La première partie de la profession de foi stipule que Dieu a le droit exclusif d’être adoré, de façon discrète et de façon manifeste, par le cœur et par le corps.  Dans la doctrine islamique, non seulement nul ne peut être adoré à part Lui, mais absolument rien ni personne ne peut être adoré conjointement avec Lui.  Aucun associé ne partage l’adoration qu’Il reçoit.  L’adoration, dans son sens large et à tous égards, n’est réservée qu’à Lui exclusivement.  La signification première de la profession de foi musulmane, la ilaha illallah, est le droit de Dieu à être adoré.  Une personne devient musulmane en témoignant du droit de Dieu à être adoré.  C’est le cœur de la croyance islamique en Dieu, et de l’islam en général.  C’est le message fondamental de tous les prophètes et messagers envoyés par Dieu, le message d’Abraham, d’Isaac, d’Ismaël, de Moïse, des prophètes hébreux, de Jésus et de Mohammed, que la paix et les bénédictions de Dieu soient sur eux tous.  Par exemple, Moïse a déclaré :

« Écoute, Israël, l’Eternel est notre Dieu, il est le seul Eternel. »  (Deutéronome 6:4)

Jésus a répété le même message 1500 ans plus tard:

« Voici le commandement le plus important: Écoute, Israël, le Seigneur est notre Dieu, il est le seul Dieu. » (Marc 12:29)

…et a dit à Satan :

« Va-t’en, Satan! Car il est écrit: Tu adoreras le Seigneur, ton Dieu,
et c’est à lui seul que tu rendras un culte. » (Matthieu 4:10)

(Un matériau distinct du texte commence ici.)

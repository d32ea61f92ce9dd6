//! Store operations that run image operations through a Connection.

use connection::{Connection, ConnectionError, OpenMode};
use dbimage::{Geometry, ImageError, Listing, Record};
use std::io;
use std::path::Path;
use thiserror::Error;
use tracing::debug;

/// Coarse failure category, for callers that only care what went wrong in
/// broad terms.
#[derive(Debug, Clone, Copy, PartialEq, Eq)]
pub enum ErrorKind {
    /// File open/read/write/flush failed, or memory for the image could not
    /// be allocated.
    Resource,
    /// The file does not hold a well-formed image.
    Integrity,
    /// The request itself was not valid for the current image.
    Precondition,
}

#[derive(Debug, Error)]
pub enum StoreError {
    #[error(transparent)]
    Connection(#[from] ConnectionError),
    #[error(transparent)]
    Image(#[from] ImageError),
}

impl StoreError {
    pub fn kind(&self) -> ErrorKind {
        match self {
            StoreError::Connection(ConnectionError::Load(_)) => ErrorKind::Integrity,
            StoreError::Connection(_) => ErrorKind::Resource,
            StoreError::Image(ImageError::Malformed(_)) => ErrorKind::Integrity,
            StoreError::Image(ImageError::Alloc { .. }) => ErrorKind::Resource,
            StoreError::Image(_) => ErrorKind::Precondition,
        }
    }

    /// The operating-system error behind this failure, if there is one.
    pub fn io_error(&self) -> Option<&io::Error> {
        match self {
            StoreError::Connection(ConnectionError::Io(e)) => Some(e),
            _ => None,
        }
    }
}

/// A database file opened for exactly one operation.
///
/// # Write Path
///
/// 1. Apply the mutation to the in-memory image.
/// 2. Rewrite the whole image to the file.
///
/// A mutation that fails in step 1 never reaches step 2, so the file keeps
/// whatever the last successful write put there.
///
/// # Read Path
///
/// Reads are served from the image loaded at open time; nothing is written.
pub struct Store {
    conn: Connection,
}

impl Store {
    /// Creates (or truncates) the file at `path`, empties every slot and
    /// writes the fresh image.
    ///
    /// The image is allocated before the file is opened, so running out of
    /// memory leaves an existing file untouched.
    pub fn create<P: AsRef<Path>>(
        path: P,
        geometry: Geometry,
        sync: bool,
    ) -> Result<Self, StoreError> {
        let mut conn = Connection::open(path, OpenMode::Create(geometry), sync)?;
        conn.image_mut().create();
        conn.write()?;
        Ok(Self { conn })
    }

    /// Opens an existing file and loads its image.
    pub fn open<P: AsRef<Path>>(path: P, sync: bool) -> Result<Self, StoreError> {
        let conn = Connection::open(path, OpenMode::Existing, sync)?;
        Ok(Self { conn })
    }

    pub fn geometry(&self) -> Geometry {
        self.conn.image().geometry()
    }

    /// Rejects ids outside `0..max_rows` before any operation runs.
    pub fn check_id(&self, id: u32) -> Result<(), StoreError> {
        self.geometry().check(id)?;
        Ok(())
    }

    /// Occupies slot `id` and persists the image.
    ///
    /// An occupied slot is an `AlreadySet` error and nothing is written.
    pub fn set(&mut self, id: u32, name: &str, email: &str) -> Result<(), StoreError> {
        self.conn.image_mut().set(id, name, email)?;
        self.conn.write()?;
        debug!(id, "set record");
        Ok(())
    }

    /// Returns the record in slot `id`, or `NotSet` if the slot is empty.
    pub fn get(&self, id: u32) -> Result<Record<'_>, StoreError> {
        Ok(self.conn.image().get(id)?)
    }

    /// Empties slot `id` and persists the image. Deleting an empty slot is
    /// not an error.
    pub fn delete(&mut self, id: u32) -> Result<(), StoreError> {
        self.conn.image_mut().delete(id)?;
        self.conn.write()?;
        debug!(id, "deleted record");
        Ok(())
    }

    /// Occupied records in slot order, plus `no record` entries for empty
    /// slots when `verbose` is set.
    pub fn list(&self, verbose: bool) -> impl Iterator<Item = Listing<'_>> + '_ {
        self.conn.image().list(verbose)
    }

    pub fn connection(&self) -> &Connection {
        &self.conn
    }

    pub fn connection_mut(&mut self) -> &mut Connection {
        &mut self.conn
    }

    pub fn close(&mut self) {
        self.conn.close();
    }
}
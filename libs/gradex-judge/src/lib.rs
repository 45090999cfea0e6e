//! Code-execution judging core.
//!
//! Candidate source is sent to a sandboxed remote execution service (or an
//! offline mock with the same contract), polled to completion, normalized
//! into a small verdict taxonomy, and aggregated into scored submissions.

pub mod backend;
pub mod client;
pub mod mock;
pub mod orchestrator;
pub mod poll;
pub mod scoring;
pub mod verdict;


pub use backend::{JudgeBackend, JudgeOutcome, JudgeRequest};
pub use client::SandboxClient;
pub use mock::MockJudge;
pub use orchestrator::Orchestrator;
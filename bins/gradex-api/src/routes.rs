use std::sync::Arc;

use axum::routing::{get, post};
use axum::Router;

use crate::handlers;
use crate::AppState;

pub fn routes() -> Router<Arc<AppState>> {
    Router::new()
        .route("/exam/run", post(handlers::run_code))
        .route("/exam/submit", post(handlers::submit_code))
        .route("/health", get(handlers::health_check))
}
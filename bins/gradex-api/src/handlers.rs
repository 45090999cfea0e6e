// HTTP route handlers for the Gradex API

use std::sync::Arc;

use axum::extract::rejection::JsonRejection;
use axum::extract::State;
use axum::http::StatusCode;
use axum::response::{IntoResponse, Json, Response};
use serde::Deserialize;
use serde_json::json;
use tracing::{error, info};
use uuid::Uuid;

use gradex_common::error::ExamError;
use gradex_common::types::Language;
use gradex_judge::orchestrator::JudgeAttempt;

use crate::AppState;

#[derive(Debug, Deserialize)]
pub struct AttemptRequest {
    pub session_id: Uuid,
    pub problem_id: Uuid,
    pub language: Language,
    pub code: String,
}

impl From<AttemptRequest> for JudgeAttempt {
    fn from(req: AttemptRequest) -> Self {
        JudgeAttempt {
            session_id: req.session_id,
            problem_id: req.problem_id,
            language: req.language,
            code: req.code,
        }
    }
}

fn error_body(status: StatusCode, code: &str, message: &str) -> Response {
    (
        status,
        Json(json!({ "error": { "code": code, "message": message } })),
    )
        .into_response()
}

fn exam_error_response(err: ExamError) -> Response {
    match err {
        ExamError::SessionInvalid => error_body(
            StatusCode::BAD_REQUEST,
            "SESSION_INVALID",
            "Invalid or expired session",
        ),
        ExamError::SessionExpired => error_body(
            StatusCode::BAD_REQUEST,
            "SESSION_EXPIRED",
            "Exam time has expired",
        ),
        ExamError::ProblemNotFound => {
            error_body(StatusCode::NOT_FOUND, "PROBLEM_NOT_FOUND", "Problem not found")
        }
        ExamError::Validation(message) => {
            error_body(StatusCode::BAD_REQUEST, "VALIDATION_ERROR", &message)
        }
        ExamError::Storage(message) => {
            error!(error = %message, "Storage failure");
            error_body(
                StatusCode::INTERNAL_SERVER_ERROR,
                "SERVER_ERROR",
                "Internal server error",
            )
        }
    }
}

fn rejection_response(rejection: JsonRejection) -> Response {
    error_body(
        StatusCode::BAD_REQUEST,
        "VALIDATION_ERROR",
        &format!("Invalid input: {}", rejection.body_text()),
    )
}

/// POST /exam/run - judge candidate code against the visible test cases
pub async fn run_code(
    State(state): State<Arc<AppState>>,
    payload: Result<Json<AttemptRequest>, JsonRejection>,
) -> Response {
    let Json(request) = match payload {
        Ok(json) => json,
        Err(rejection) => return rejection_response(rejection),
    };

    info!(
        session_id = %request.session_id,
        problem_id = %request.problem_id,
        language = %request.language,
        "Run requested"
    );

    match state.orchestrator.run_visible(request.into()).await {
        Ok(outcome) => (
            StatusCode::OK,
            Json(json!({
                "status": "completed",
                "results": outcome.results,
                "passed_count": outcome.passed_count,
                "total_count": outcome.total_count,
            })),
        )
            .into_response(),
        Err(err) => exam_error_response(err),
    }
}

/// POST /exam/submit - judge all test cases and record a final submission
pub async fn submit_code(
    State(state): State<Arc<AppState>>,
    payload: Result<Json<AttemptRequest>, JsonRejection>,
) -> Response {
    let Json(request) = match payload {
        Ok(json) => json,
        Err(rejection) => return rejection_response(rejection),
    };

    info!(
        session_id = %request.session_id,
        problem_id = %request.problem_id,
        language = %request.language,
        "Final submission requested"
    );

    match state.orchestrator.submit_final(request.into()).await {
        Ok(outcome) => (
            StatusCode::OK,
            Json(json!({
                "status": "submitted",
                "all_passed": outcome.all_passed,
                "passed_count": outcome.passed_count,
                "total_count": outcome.total_count,
                "score": outcome.score,
                "max_score": outcome.max_score,
                "results": outcome.results,
            })),
        )
            .into_response(),
        Err(err) => exam_error_response(err),
    }
}

/// GET /health - liveness probe
pub async fn health_check() -> impl IntoResponse {
    (StatusCode::OK, "OK")
}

Et finalement, près de 600 ans après Jésus, l’appel de Mohammed a résonné entre les montagnes de la Mecque : « Votre Dieu est un Dieu unique.  Nul ne doit être adoré en dehors de Lui. » (Coran 2:163).  Tous ont clairement déclaré :

« Adorez Dieu; vous n’avez d’autre divinité en dehors de Lui. » (Coran 7:59, 60, 73, 85; 11: 50, 61, 84; 23, 32)

Mais ce n’est pas uniquement par une simple profession de foi qu’un individu devient un musulman accompli.  Pour devenir un musulman accompli, il doit mettre en pratique les enseignements du prophète Mohammed, tels que révélés par Dieu, ce qui nous amène à la deuxième partie de la profession de foi.

(b)   Mohammed est le messager de Dieu (Allah).

Mohammed est né à la Mecque, en Arabie, en l’an 570 de notre ère.  Sa lignée remonte à Ismaël, fils du prophète Abraham.  La deuxième partie de la profession de foi affirme qu’il est non seulement un prophète, mais aussi un messager de Dieu, une position supérieure qui avait été occupée par Moïse et Jésus, avant lui.  Comme tous les prophètes avant lui, il était un simple être humain, mais choisi par Dieu pour transmettre Son message à l’humanité tout entière plutôt qu’à une seule tribu ou nation.  Les musulmans croient que Mohammed a été envoyé avec la dernière révélation.  En acceptant Mohammed comme le « dernier des prophètes », ils reconnaissent que sa prophétie confirme et achève tous les messages révélés qui l’ont précédée, à commencer par celui d’Adam.  De plus, Mohammed est un exemple à suivre pour tous les musulmans, de par la vie irréprochable qu’il a menée.  Comme l’islam met l’accent sur l’action et la mise en pratique de ses principes, il incite tous les croyants à suivre l’exemple de Mohammed dans leur vie quotidienne.